PROBLEM TO SOLVE
Using the records below, output the stretch that opens with the line containing "as counterparty address." and closes with the line containing "for account-based ones.", exactly and including both lines, with nothing more.

Data extracted from a collection
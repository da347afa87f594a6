// Copyright (c) Portal Bridge, Inc.
// SPDX-License-Identifier: Apache-2.0

//! Chain adapter registry. Descriptors are immutable, resolved once at
//! startup, and passed into the engine by reference so tests can register
//! synthetic chains without touching shared state.

use crate::error::{BridgeError, BridgeResult};
use crate::types::MoveAddress;
use ethers::types::Address as EthAddress;
use ethers::utils::to_checksum;
use serde::{Deserialize, Serialize};
use std::collections::{BTreeMap, HashSet};
use std::sync::Arc;

#[derive(Debug, Clone, Copy, PartialEq, Eq, Serialize, Deserialize)]
#[serde(rename_all = "kebab-case")]
pub enum ChainFamily {
    AccountBased,
    ObjectBased,
}

/// Per-family contract identities. Membership in `relayers` never changes
/// classification, only the provenance flag on the canonical record.
#[derive(Debug, Clone, PartialEq, Eq)]
pub enum ChainContracts {
    Evm {
        bridge: EthAddress,
        /// Canonical wrapped-native token, used as the native-token sentinel.
        wrapped_native: EthAddress,
        relayers: HashSet<EthAddress>,
    },
    Move {
        /// Package whose events the decoder accepts.
        bridge_package: MoveAddress,
        /// Bridge object funds move through, used as counterparty address.
        bridge: MoveAddress,
        /// Native coin type, used as the native-token sentinel.
        native_coin: String,
        relayers: HashSet<MoveAddress>,
    },
}

#[derive(Debug, Clone, PartialEq, Eq)]
pub struct ChainDescriptor {
    pub name: String,
    pub contracts: ChainContracts,
    /// Power-of-ten shift applied exactly once to every amount, for chains
    /// whose on-chain events carry decimal-capped values.
    pub decimal_shift: u32,
}

impl ChainDescriptor {
    pub fn family(&self) -> ChainFamily {
        match self.contracts {
            ChainContracts::Evm { .. } => ChainFamily::AccountBased,
            ChainContracts::Move { .. } => ChainFamily::ObjectBased,
        }
    }

    /// Bridge contract address in canonical display form.
    pub fn bridge_display(&self) -> String {
        match &self.contracts {
            ChainContracts::Evm { bridge, .. } => to_checksum(bridge, None),
            ChainContracts::Move { bridge, .. } => bridge.to_string(),
        }
    }

    /// Native-token sentinel in canonical display form.
    pub fn native_token_display(&self) -> String {
        match &self.contracts {
            ChainContracts::Evm { wrapped_native, .. } => to_checksum(wrapped_native, None),
            ChainContracts::Move { native_coin, .. } => native_coin.clone(),
        }
    }

    /// Zero-address sentinel. The canonical record uses the 20-byte form for
    /// both families, matching what downstream consumers already key on.
    pub fn zero_display(&self) -> String {
        to_checksum(&EthAddress::zero(), None)
    }

    pub fn is_relayer(&self, address: &str) -> bool {
        match &self.contracts {
            ChainContracts::Evm { relayers, .. } => address
                .parse::<EthAddress>()
                .map(|a| relayers.contains(&a))
                .unwrap_or(false),
            ChainContracts::Move { relayers, .. } => address
                .parse::<MoveAddress>()
                .map(|a| relayers.contains(&a))
                .unwrap_or(false),
        }
    }
}

/// Serde-facing chain table entry. `bridge-package` is required for
/// object-based chains and ignored for account-based ones.
#[derive(Debug, Clone, Serialize, Deserialize)]
#[serde(rename_all = "kebab-case")]
pub struct ChainConfig {
    pub name: String,
    pub family: ChainFamily,
    // Bridge contract (account-based) or bridge object (object-based)
    pub bridge_address: String,
    // Wrapped-native token address or native coin type
    pub native_token: String,
    #[serde(default)]
    pub bridge_package: Option<String>,
    #[serde(default)]
    pub decimal_shift: u32,
    #[serde(default)]
    pub relayer_addresses: Vec<String>,
}

impl TryFrom<ChainConfig> for ChainDescriptor {
    type Error = BridgeError;

    fn try_from(config: ChainConfig) -> BridgeResult<Self> {
        let contracts = match config.family {
            ChainFamily::AccountBased => {
                let bridge = config.bridge_address.parse::<EthAddress>().map_err(|e| {
                    BridgeError::InvalidChainConfig(format!(
                        "chain {}: bad bridge address {}: {e}",
                        config.name, config.bridge_address
                    ))
                })?;
                let wrapped_native = config.native_token.parse::<EthAddress>().map_err(|e| {
                    BridgeError::InvalidChainConfig(format!(
                        "chain {}: bad native token {}: {e}",
                        config.name, config.native_token
                    ))
                })?;
                let relayers = config
                    .relayer_addresses
                    .iter()
                    .map(|r| {
                        r.parse::<EthAddress>().map_err(|e| {
                            BridgeError::InvalidChainConfig(format!(
                                "chain {}: bad relayer address {r}: {e}",
                                config.name
                            ))
                        })
                    })
                    .collect::<BridgeResult<HashSet<_>>>()?;
                ChainContracts::Evm {
                    bridge,
                    wrapped_native,
                    relayers,
                }
            }
            ChainFamily::ObjectBased => {
                let bridge = config.bridge_address.parse::<MoveAddress>()?;
                let bridge_package = match &config.bridge_package {
                    Some(package) => package.parse::<MoveAddress>()?,
                    None => {
                        return Err(BridgeError::InvalidChainConfig(format!(
                            "chain {}: object-based chain requires bridge-package",
                            config.name
                        )))
                    }
                };
                let relayers = config
                    .relayer_addresses
                    .iter()
                    .map(|r| r.parse::<MoveAddress>())
                    .collect::<BridgeResult<HashSet<_>>>()?;
                ChainContracts::Move {
                    bridge_package,
                    bridge,
                    native_coin: config.native_token.clone(),
                    relayers,
                }
            }
        };
        Ok(ChainDescriptor {
            name: config.name,
            contracts,
            decimal_shift: config.decimal_shift,
        })
    }
}

/// Immutable chain-name to descriptor table.
#[derive(Debug, Clone, Default)]
pub struct ChainRegistry {
    chains: BTreeMap<String, Arc<ChainDescriptor>>,
}

impl ChainRegistry {
    pub fn from_configs(configs: Vec<ChainConfig>) -> BridgeResult<Self> {
        let mut chains = BTreeMap::new();
        for config in configs {
            let descriptor: ChainDescriptor = config.try_into()?;
            chains.insert(descriptor.name.clone(), Arc::new(descriptor));
        }
        Ok(Self { chains })
    }

    pub fn resolve(&self, name: &str) -> BridgeResult<Arc<ChainDescriptor>> {
        self.chains
            .get(name)
            .cloned()
            .ok_or_else(|| BridgeError::UnknownChain(name.to_string()))
    }

    pub fn chain_names(&self) -> impl Iterator<Item = &str> {
        self.chains.keys().map(|s| s.as_str())
    }

    /// The production chain table. Adding a chain here is a data change, not
    /// a logic change, unless the chain introduces a new family.
    pub fn mainnet() -> Self {
        let configs = vec![
            ChainConfig {
                name: "ethereum".to_string(),
                family: ChainFamily::AccountBased,
                bridge_address: "0x3ee18B2214AFF97000D974cf647E7C347E8fa585".to_string(),
                native_token: "0xC02aaA39b223FE8D0A0e5C4F27eAD9083C756Cc2".to_string(),
                bridge_package: None,
                decimal_shift: 0,
                relayer_addresses: vec![
                    "0x072AFd05d41A2a9Ca0fa1755d7B79f861eDb04F3".to_string(),
                    "0xdC382CDF2a25790F535a518EC26958c227e9DCF2".to_string(),
                ],
            },
            ChainConfig {
                name: "avalanche".to_string(),
                family: ChainFamily::AccountBased,
                bridge_address: "0x0e082F06FF657D94310cB8cE8B0D9a04541d8052".to_string(),
                native_token: "0xB31f66AA3C1e785363F0875A1B74E27b85FD66c7".to_string(),
                bridge_package: None,
                decimal_shift: 0,
                relayer_addresses: vec![],
            },
            ChainConfig {
                name: "optimism".to_string(),
                family: ChainFamily::AccountBased,
                bridge_address: "0x1D68124e65faFC907325e3EDbF8c4d84499DAa8b".to_string(),
                native_token: "0x8B21e9b7dAF2c4325bf3D18c1BeB79A347fE902A".to_string(),
                bridge_package: None,
                decimal_shift: 0,
                relayer_addresses: vec![],
            },
            ChainConfig {
                name: "moonbeam".to_string(),
                family: ChainFamily::AccountBased,
                bridge_address: "0xB1731c586ca89a23809861c6103F0b96B3F57D92".to_string(),
                native_token: "0xAcc15dC74880C9944775448304B263D191c6077F".to_string(),
                bridge_package: None,
                decimal_shift: 0,
                relayer_addresses: vec![],
            },
            ChainConfig {
                name: "klaytn".to_string(),
                family: ChainFamily::AccountBased,
                bridge_address: "0x5b08ac39EAED75c0439FC750d9FE7E1F9dD0193F".to_string(),
                native_token: "0xe4f05A66Ec68B54A58B17c22107b02e0232cC817".to_string(),
                bridge_package: None,
                decimal_shift: 0,
                relayer_addresses: vec![],
            },
            ChainConfig {
                name: "sui".to_string(),
                family: ChainFamily::ObjectBased,
                bridge_address:
                    "0xc57508ee0d4595e5a8728974a4a93a787d38f339757230d441e895422c07aba9"
                        .to_string(),
                native_token: "0x2::sui::SUI".to_string(),
                bridge_package: Some(
                    "0xc57508ee0d4595e5a8728974a4a93a787d38f339757230d441e895422c07aba9"
                        .to_string(),
                ),
                decimal_shift: 0,
                relayer_addresses: vec![],
            },
        ];
        // The built-in table is known-good; a parse failure here is a bug.
        Self::from_configs(configs).unwrap()
    }
}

REPLY
        /// Bridge object funds move through, used as counterparty address.
        bridge: MoveAddress,
        /// Native coin type, used as the native-token sentinel.
        native_coin: String,
        relayers: HashSet<MoveAddress>,
    },
}

#[derive(Debug, Clone, PartialEq, Eq)]
pub struct ChainDescriptor {
    pub name: String,
    pub contracts: ChainContracts,
    /// Power-of-ten shift applied exactly once to every amount, for chains
    /// whose on-chain events carry decimal-capped values.
    pub decimal_shift: u32,
}

impl ChainDescriptor {
    pub fn family(&self) -> ChainFamily {
        match self.contracts {
            ChainContracts::Evm { .. } => ChainFamily::AccountBased,
            ChainContracts::Move { .. } => ChainFamily::ObjectBased,
        }
    }

    /// Bridge contract address in canonical display form.
    pub fn bridge_display(&self) -> String {
        match &self.contracts {
            ChainContracts::Evm { bridge, .. } => to_checksum(bridge, None),
            ChainContracts::Move { bridge, .. } => bridge.to_string(),
        }
    }

    /// Native-token sentinel in canonical display form.
    pub fn native_token_display(&self) -> String {
        match &self.contracts {
            ChainContracts::Evm { wrapped_native, .. } => to_checksum(wrapped_native, None),
            ChainContracts::Move { native_coin, .. } => native_coin.clone(),
        }
    }

    /// Zero-address sentinel. The canonical record uses the 20-byte form for
    /// both families, matching what downstream consumers already key on.
    pub fn zero_display(&self) -> String {
        to_checksum(&EthAddress::zero(), None)
    }

    pub fn is_relayer(&self, address: &str) -> bool {
        match &self.contracts {
            ChainContracts::Evm { relayers, .. } => address
                .parse::<EthAddress>()
                .map(|a| relayers.contains(&a))
                .unwrap_or(false),
            ChainContracts::Move { relayers, .. } => address
                .parse::<MoveAddress>()
                .map(|a| relayers.contains(&a))
                .unwrap_or(false),
        }
    }
}

/// Serde-facing chain table entry. `bridge-package` is required for
/// object-based chains and ignored for account-based ones.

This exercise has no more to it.